Data entries:
= Beginning of Section =

//! Path, list and executable lookup utilities

use anyhow::{Context, Result};
use std::path::{Path, PathBuf};

use crate::error::ConfigError;
use crate::utils::config::LIST_SEPARATORS;

/// Convert absolute path to relative path from base
pub fn path_relative_to(path: &Path, base: &Path) -> Option<PathBuf> {
    path.strip_prefix(base).ok().map(|p| p.to_path_buf())
}

/// Render a relative path with `/` separators so stamp keys match across platforms.
pub fn path_to_key_string(rel: &Path) -> String {
    rel.to_string_lossy().replace('\\', "/")
}

/// Split a pipe- or semicolon-delimited list, trimming entries and dropping empty ones.
pub fn split_list(s: &str) -> Vec<String> {
    s.split(LIST_SEPARATORS)
        .map(str::trim)
        .filter(|p| !p.is_empty())
        .map(str::to_string)
        .collect()
}

/// Lowercase, add the leading `.`, drop duplicates (first occurrence wins).
pub fn normalize_extensions<S: AsRef<str>>(exts: &[S]) -> Vec<String> {
    let mut out: Vec<String> = Vec::with_capacity(exts.len());
    for ext in exts {
        let ext = ext.as_ref().trim().trim_start_matches('*');
        if ext.is_empty() || ext == "." {
            continue;
        }
        let ext = if ext.starts_with('.') {
            ext.to_lowercase()
        } else {
            format!(".{}", ext.to_lowercase())
        };
        if !out.contains(&ext) {
            out.push(ext);
        }
    }
    out
}

/// Lowercase extension of `path` with leading `.`, or None when it has none.
pub fn dotted_extension(path: &Path) -> Option<String> {
    path.extension()
        .and_then(|e| e.to_str())
        .map(|e| format!(".{}", e.to_lowercase()))
}

/// Validate that `root` exists and is a directory, then canonicalize it.
pub fn check_and_canonicalize_root(root: &Path) -> Result<PathBuf> {
    if !root.exists() {
        return Err(ConfigError::RootMissing(root.to_path_buf()).into());
    }
    if !root.is_dir() {
        return Err(ConfigError::RootNotDirectory(root.to_path_buf()).into());
    }
    root.canonicalize()
        .with_context(|| format!("canonicalize root {}", root.display()))
}

/// Resolve the formatter: a path with a directory component must exist as a file,
/// a bare name is searched on `PATH` (with `PATHEXT` on Windows).
pub fn resolve_executable(exe: &Path) -> Result<PathBuf, ConfigError> {
    let is_bare = exe.components().count() == 1 && !exe.is_absolute();
    if !is_bare {
        return if exe.is_file() {
            Ok(exe.to_path_buf())
        } else {
            Err(ConfigError::FormatterNotFound(exe.to_path_buf()))
        };
    }
    find_on_path(exe).ok_or_else(|| ConfigError::FormatterNotFound(exe.to_path_buf()))
}

fn find_on_path(tool: &Path) -> Option<PathBuf> {
    let path_var = std::env::var_os("PATH")?;
    let extensions: Vec<String> = if cfg!(windows) && tool.extension().is_none() {
        std::env::var("PATHEXT")
            .unwrap_or_else(|_| ".COM;.EXE;.BAT;.CMD".to_string())
            .split(';')
            .map(|s| s.to_ascii_lowercase())
            .collect()
    } else {
        vec![String::new()]
    };

    for dir in std::env::split_paths(&path_var) {
        for ext in &extensions {
            let candidate = if ext.is_empty() {
                dir.join(tool)
            } else {
                let mut name = tool.as_os_str().to_os_string();
                name.push(ext);
                dir.join(name)
            };
            if candidate.is_file() {
                return Some(candidate);
            }
        }
    }
    None
}

/// Quote an argument for display when it contains whitespace.
pub fn display_arg(arg: &str) -> String {
    if arg.chars().any(char::is_whitespace) {
        format!("\"{}\"", arg)
    } else {
        arg.to_string()
    }
}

= End of Section =

For the records above, state the number of lines holding the string "return", without further comment.

Output for this task:
4